Instructions to follow:
Each line of the records below that includes "failure" adds one to the count; state the final count by itself.

[Records from a collection]
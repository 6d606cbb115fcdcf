//! `browsershelf render` — run the pipeline and print HTML or JSON.

use anyhow::Result;

use crate::config::Settings;
use crate::render::HeadingTag;
use crate::service::ShelfService;

pub async fn run(settings: Settings, heading: HeadingTag, fresh: bool, json: bool) -> Result<()> {
    let service = ShelfService::new(settings)?;

    if json {
        let browsers = service.classified(fresh).await;
        println!("{}", serde_json::to_string_pretty(&browsers)?);
    } else {
        println!("{}", service.render_html(heading, fresh).await);
    }

    Ok(())
}
//! `browsershelf cache` — manage the on-disk config cache.

use anyhow::Result;

use crate::cache::ConfigCache;
use crate::config::Settings;

pub fn run_clear(settings: &Settings) -> Result<()> {
    let cache = ConfigCache::new(settings.cache_dir.clone())?;
    let removed = cache.clear()?;
    println!(
        "Removed {removed} cache entr{} from {}",
        if removed == 1 { "y" } else { "ies" },
        cache.cache_dir().display()
    );
    Ok(())
}
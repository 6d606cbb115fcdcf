//! HTML rendering of classified browser records.
//!
//! The markup mirrors the original widget: an outer `div.browserslist` with
//! one section per platform, each holding a heading and a `ul` of icon +
//! name + version items. The heading tag is constrained to h1-h6 so caller
//! input can never inject markup.

use crate::catalog::PlatformClass;
use crate::classify::{BrowserRecord, ClassifiedBrowsers};
use std::fmt;
use std::str::FromStr;

/// Allowed heading tags for the platform sections.
#[derive(Debug, Clone, Copy, PartialEq, Eq)]
pub enum HeadingTag {
    H1,
    H2,
    H3,
    H4,
    H5,
    H6,
}

impl HeadingTag {
    pub fn as_str(&self) -> &'static str {
        match self {
            Self::H1 => "h1",
            Self::H2 => "h2",
            Self::H3 => "h3",
            Self::H4 => "h4",
            Self::H5 => "h5",
            Self::H6 => "h6",
        }
    }
}

impl Default for HeadingTag {
    fn default() -> Self {
        Self::H2
    }
}

impl fmt::Display for HeadingTag {
    fn fmt(&self, f: &mut fmt::Formatter<'_>) -> fmt::Result {
        f.write_str(self.as_str())
    }
}

#[derive(Debug, thiserror::Error, PartialEq, Eq)]
#[error("invalid heading tag {0:?} (expected h1-h6)")]
pub struct InvalidHeadingTag(String);

impl FromStr for HeadingTag {
    type Err = InvalidHeadingTag;

    fn from_str(s: &str) -> Result<Self, Self::Err> {
        match s.to_ascii_lowercase().as_str() {
            "h1" => Ok(Self::H1),
            "h2" => Ok(Self::H2),
            "h3" => Ok(Self::H3),
            "h4" => Ok(Self::H4),
            "h5" => Ok(Self::H5),
            "h6" => Ok(Self::H6),
            other => Err(InvalidHeadingTag(other.to_string())),
        }
    }
}

fn render_section(html: &mut String, heading: HeadingTag, platform: PlatformClass, records: &[BrowserRecord]) {
    let heading_text = match platform {
        PlatformClass::Mobile => "Mobile",
        PlatformClass::Desktop => "Desktop",
    };

    html.push_str(&format!("<div class=\"browserslist_{}\">", platform.as_str()));
    html.push_str(&format!("<{heading}>{heading_text}</{heading}>"));
    html.push_str("<ul>");
    for record in records {
        html.push_str(&format!(
            "<li><img src=\"{}\" alt=\"{}\" /> {} {}</li>",
            record.icon_path, record.display_name, record.display_name, record.version
        ));
    }
    html.push_str("</ul></div>");
}

/// Render the two platform sections as HTML, mobile first.
///
/// Empty buckets still render their section with an empty list; total
/// upstream failure produces well-formed markup, never an error page.
pub fn render_html(browsers: &ClassifiedBrowsers, heading: HeadingTag) -> String {
    let mut html = String::from("<div class=\"browserslist\">");
    render_section(&mut html, heading, PlatformClass::Mobile, &browsers.mobile);
    render_section(&mut html, heading, PlatformClass::Desktop, &browsers.desktop);
    html.push_str("</div>");
    html
}
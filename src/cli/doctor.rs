//! Environment readiness check.

use anyhow::Result;

use crate::config::Settings;
use crate::resolver::find_npx;

/// Check resolver availability, config URL, and cache directory.
pub async fn run(settings: &Settings) -> Result<()> {
    println!("Browsershelf Doctor");
    println!("===================");
    println!();

    let npx = find_npx();
    match &npx {
        Some(path) => println!("[OK] npx found: {}", path.display()),
        None => println!("[!!] npx NOT found. Install Node.js so `npx browserslist` can run."),
    }

    match settings.validate() {
        Ok(()) => println!("[OK] Config URL: {}", settings.config_url),
        Err(e) => println!("[!!] Config URL invalid: {e}"),
    }

    let cache_ok = std::fs::create_dir_all(&settings.cache_dir).is_ok();
    if cache_ok {
        println!("[OK] Cache dir writable: {}", settings.cache_dir.display());
    } else {
        println!("[!!] Cache dir not writable: {}", settings.cache_dir.display());
    }

    println!();
    if npx.is_some() && cache_ok && settings.validate().is_ok() {
        println!("Status: READY");
    } else {
        println!("Status: NOT READY");
    }

    Ok(())
}
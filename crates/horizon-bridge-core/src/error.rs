//! Error types for Horizon Bridge.

use crate::node::InstanceId;
use crate::queue::RenderId;

/// Result type alias for adaptor operations.
pub type Result<T> = std::result::Result<T, AdaptorError>;

/// Errors raised by the host adaptor.
///
/// These are contract violations by the caller (usually a test harness).
/// None of them are retried.
#[derive(Debug, Clone, PartialEq, Eq, thiserror::Error)]
pub enum AdaptorError {
    /// `run` was called on an adaptor that is already bound to a root.
    #[error("Adaptor is already bound to a root element")]
    InvalidRoot,

    /// The render id was never committed or has already been resolved.
    #[error("Unknown or already resolved render id '{0}'")]
    UnknownRenderId(RenderId),

    /// `resolve_update_callback(None)` was called with an empty queue.
    #[error("No pending update to resolve")]
    NoPendingUpdate,

    /// The renderer committed the same render id twice.
    #[error("Render id '{0}' has already been committed")]
    DuplicateRenderId(RenderId),

    /// A commit arrived before mount or after unmount.
    #[error("Adaptor instance is not mounted")]
    NotMounted,

    /// A mutation batch could not be applied to the host tree.
    #[error("Failed to apply mutations: {0}")]
    Tree(#[from] TreeError),
}

/// Errors raised while applying mutations to the host tree.
#[derive(Debug, Clone, PartialEq, Eq, thiserror::Error)]
pub enum TreeError {
    /// The mutation refers to a node that is not in the tree.
    #[error("Unknown host node {0}")]
    UnknownNode(InstanceId),

    /// An insert used an id that is already present.
    #[error("Host node {0} already exists")]
    DuplicateNode(InstanceId),

    /// A move would place a node inside its own subtree.
    #[error("Cannot move host node {0} into its own subtree")]
    CircularParentage(InstanceId),

    /// The container node cannot be updated, moved or removed.
    #[error("The container node cannot be mutated directly")]
    ContainerImmutable,

    /// An insert or move would nest nodes deeper than
    /// [`crate::node::MAX_DEPTH`] below the container.
    #[error("Host node {id} would sit at depth {depth}, deeper than the limit")]
    TooDeep {
        /// The inserted or moved node.
        id: InstanceId,
        /// Depth its deepest descendant would reach.
        depth: usize,
    },
}

/// Errors raised by the text query helpers on [`crate::testing::RenderResult`].
#[derive(Debug, Clone, PartialEq, Eq, thiserror::Error)]
pub enum QueryError {
    /// The query has no defined matching semantics yet.
    #[error("Text query '{query}' is not implemented")]
    Unimplemented {
        /// Name of the query that was called.
        query: &'static str,
    },
}
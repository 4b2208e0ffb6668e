//! Property tests for commit resolution.
//!
//! Random commit batches, resolve orders and mode switches are run against
//! the adaptor and against a small model that applies only the batches that
//! were resolved. The container must always match the model.

use horizon_bridge_core::testing::render;
use horizon_bridge_core::{AdaptorError, HostElement, HostNode, InstanceId, Mutation, RenderId};
use proptest::prelude::*;
use proptest::sample::Index;

/// A mutation as drawn by the strategy. Insert ids are assigned when the
/// commit is made so they never collide.
#[derive(Debug, Clone)]
enum Step {
    Insert,
    SetText(u64, String),
    Remove(u64),
}

#[derive(Debug, Clone)]
enum Op {
    Commit(Vec<Step>),
    /// Resolve the oldest entry, or a chosen pending entry.
    Resolve(Option<Index>),
    /// Resolve an id that was already resolved.
    ResolveAgain(Index),
    SetManual(bool),
}

#[derive(Debug, Clone, PartialEq)]
enum Change {
    Insert(u64),
    SetText(u64, String),
    Remove(u64),
}

fn step_strategy() -> impl Strategy<Value = Step> {
    prop_oneof![
        3 => Just(Step::Insert),
        2 => (1..16u64, "[a-z]{1,4}").prop_map(|(raw, text)| Step::SetText(raw, text)),
        1 => (1..16u64).prop_map(Step::Remove),
    ]
}

fn op_strategy() -> impl Strategy<Value = Op> {
    prop_oneof![
        4 => prop::collection::vec(step_strategy(), 1..4).prop_map(Op::Commit),
        3 => any::<Option<Index>>().prop_map(Op::Resolve),
        1 => any::<Index>().prop_map(Op::ResolveAgain),
        1 => any::<bool>().prop_map(Op::SetManual),
    ]
}

fn to_mutation(change: &Change) -> Mutation {
    match change {
        Change::Insert(raw) => Mutation::append(
            InstanceId::CONTAINER,
            HostElement::new(InstanceId::new(*raw), "view"),
        ),
        Change::SetText(raw, text) => Mutation::set_text(InstanceId::new(*raw), text.clone()),
        Change::Remove(raw) => Mutation::remove(InstanceId::new(*raw)),
    }
}

fn children_of(container: &HostNode) -> Vec<(u64, Option<String>)> {
    container
        .children
        .iter()
        .map(|c| (c.id.as_u64(), c.text.clone()))
        .collect()
}

/// Flat model of the container's children plus the pending queue.
#[derive(Debug, Default)]
struct Model {
    manual: bool,
    children: Vec<(u64, Option<String>)>,
    pending: Vec<(String, Vec<Change>)>,
    resolved: Vec<String>,
}

impl Model {
    /// Apply a batch all or nothing.
    fn apply(&mut self, batch: &[Change]) -> bool {
        let mut staged = self.children.clone();
        for change in batch {
            match change {
                Change::Insert(raw) => staged.push((*raw, None)),
                Change::SetText(raw, text) => match staged.iter_mut().find(|(id, _)| id == raw) {
                    Some((_, current)) => *current = Some(text.clone()),
                    None => return false,
                },
                Change::Remove(raw) => match staged.iter().position(|(id, _)| id == raw) {
                    Some(position) => {
                        staged.remove(position);
                    }
                    None => return false,
                },
            }
        }
        self.children = staged;
        true
    }

    /// Resolve the pending entry at `position`; it stays pending on failure.
    fn resolve(&mut self, position: usize) -> bool {
        let (render_id, batch) = self.pending[position].clone();
        if !self.apply(&batch) {
            return false;
        }
        self.pending.remove(position);
        self.resolved.push(render_id);
        true
    }

    fn pending_ids(&self) -> Vec<RenderId> {
        self.pending
            .iter()
            .map(|(id, _)| RenderId::from(id.as_str()))
            .collect()
    }
}

proptest! {
    /// The container equals the model after every commit, resolve and mode
    /// switch. Failed and repeated resolves leave the container as it was.
    #[test]
    fn prop_container_matches_resolved_batches(
        ops in prop::collection::vec(op_strategy(), 1..40)
    ) {
        let result = render(None).unwrap();
        let mut model = Model::default();
        let mut next_raw = 1u64;

        for (i, op) in ops.into_iter().enumerate() {
            let before = result.container();
            match op {
                Op::Commit(steps) => {
                    let render_id = format!("c{i}");
                    let batch: Vec<Change> = steps
                        .into_iter()
                        .map(|step| match step {
                            Step::Insert => {
                                next_raw += 1;
                                Change::Insert(next_raw - 1)
                            }
                            Step::SetText(raw, text) => Change::SetText(raw, text),
                            Step::Remove(raw) => Change::Remove(raw),
                        })
                        .collect();
                    let outcome = result.commit_with_id(
                        render_id.as_str(),
                        batch.iter().map(to_mutation).collect(),
                    );
                    model.pending.push((render_id, batch));

                    if model.manual {
                        prop_assert!(outcome.is_ok(), "manual commit rejected at op {}", i);
                        prop_assert_eq!(&result.container(), &before, "manual commit applied at op {}", i);
                    } else {
                        let applied = model.resolve(model.pending.len() - 1);
                        prop_assert_eq!(outcome.is_ok(), applied, "automatic commit outcome at op {}", i);
                        if !applied {
                            prop_assert_eq!(&result.container(), &before, "failed commit changed tree at op {}", i);
                        }
                    }
                }
                Op::Resolve(choice) => {
                    if model.pending.is_empty() {
                        let outcome = result.resolve_update_callback(choice.map(|_| "never-committed"));
                        let expected = match choice {
                            Some(_) => AdaptorError::UnknownRenderId("never-committed".into()),
                            None => AdaptorError::NoPendingUpdate,
                        };
                        prop_assert_eq!(outcome, Err(expected));
                    } else {
                        let position = choice.map_or(0, |index| index.index(model.pending.len()));
                        let render_id = model.pending[position].0.clone();
                        let outcome = result.resolve_update_callback(
                            choice.map(|_| render_id.as_str()),
                        );
                        if model.resolve(position) {
                            prop_assert_eq!(outcome, Ok(RenderId::from(render_id.as_str())));
                        } else {
                            prop_assert!(
                                matches!(outcome, Err(AdaptorError::Tree(_))),
                                "resolve of failing batch returned {:?} at op {}", outcome, i
                            );
                            prop_assert_eq!(&result.container(), &before, "failed resolve changed tree at op {}", i);
                        }
                    }
                }
                Op::ResolveAgain(index) => {
                    if model.resolved.is_empty() {
                        continue;
                    }
                    let render_id = model.resolved[index.index(model.resolved.len())].clone();
                    prop_assert_eq!(
                        result.resolve_update_callback(Some(render_id.as_str())),
                        Err(AdaptorError::UnknownRenderId(render_id.as_str().into()))
                    );
                    prop_assert_eq!(&result.container(), &before, "repeated resolve changed tree at op {}", i);
                }
                Op::SetManual(manual) => {
                    result.set_manually_resolved_update_callback(manual);
                    model.manual = manual;
                    prop_assert_eq!(&result.container(), &before, "mode switch changed tree at op {}", i);
                }
            }

            prop_assert_eq!(children_of(&result.container()), model.children.clone(), "container diverged at op {}", i);
            prop_assert_eq!(result.pending_render_ids(), model.pending_ids(), "pending diverged at op {}", i);
        }
    }

    /// Manual commits resolved in any order build the container in
    /// resolution order, and each id resolves exactly once.
    #[test]
    fn prop_manual_resolution_in_any_order(
        order in (1..8usize).prop_flat_map(|n| Just((0..n).collect::<Vec<_>>()).prop_shuffle())
    ) {
        let result = render(None).unwrap();
        result.set_manually_resolved_update_callback(true);
        for i in 0..order.len() {
            let element = HostElement::new(InstanceId::new(i as u64 + 1), "view");
            result
                .commit_with_id(format!("c{i}"), vec![Mutation::append(InstanceId::CONTAINER, element)])
                .unwrap();
        }
        prop_assert!(result.container().is_empty());

        for (step, &i) in order.iter().enumerate() {
            let render_id = format!("c{i}");
            prop_assert_eq!(
                result.resolve_update_callback(Some(render_id.as_str())),
                Ok(RenderId::from(render_id.as_str()))
            );
            let snapshot = result.container();
            prop_assert_eq!(
                result.resolve_update_callback(Some(render_id.as_str())),
                Err(AdaptorError::UnknownRenderId(render_id.as_str().into()))
            );
            prop_assert_eq!(&result.container(), &snapshot);

            let expected: Vec<InstanceId> = order[..=step]
                .iter()
                .map(|&j| InstanceId::new(j as u64 + 1))
                .collect();
            prop_assert_eq!(result.container().child_ids(), expected);
        }
        prop_assert!(result.pending_render_ids().is_empty());
    }
}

Result:
2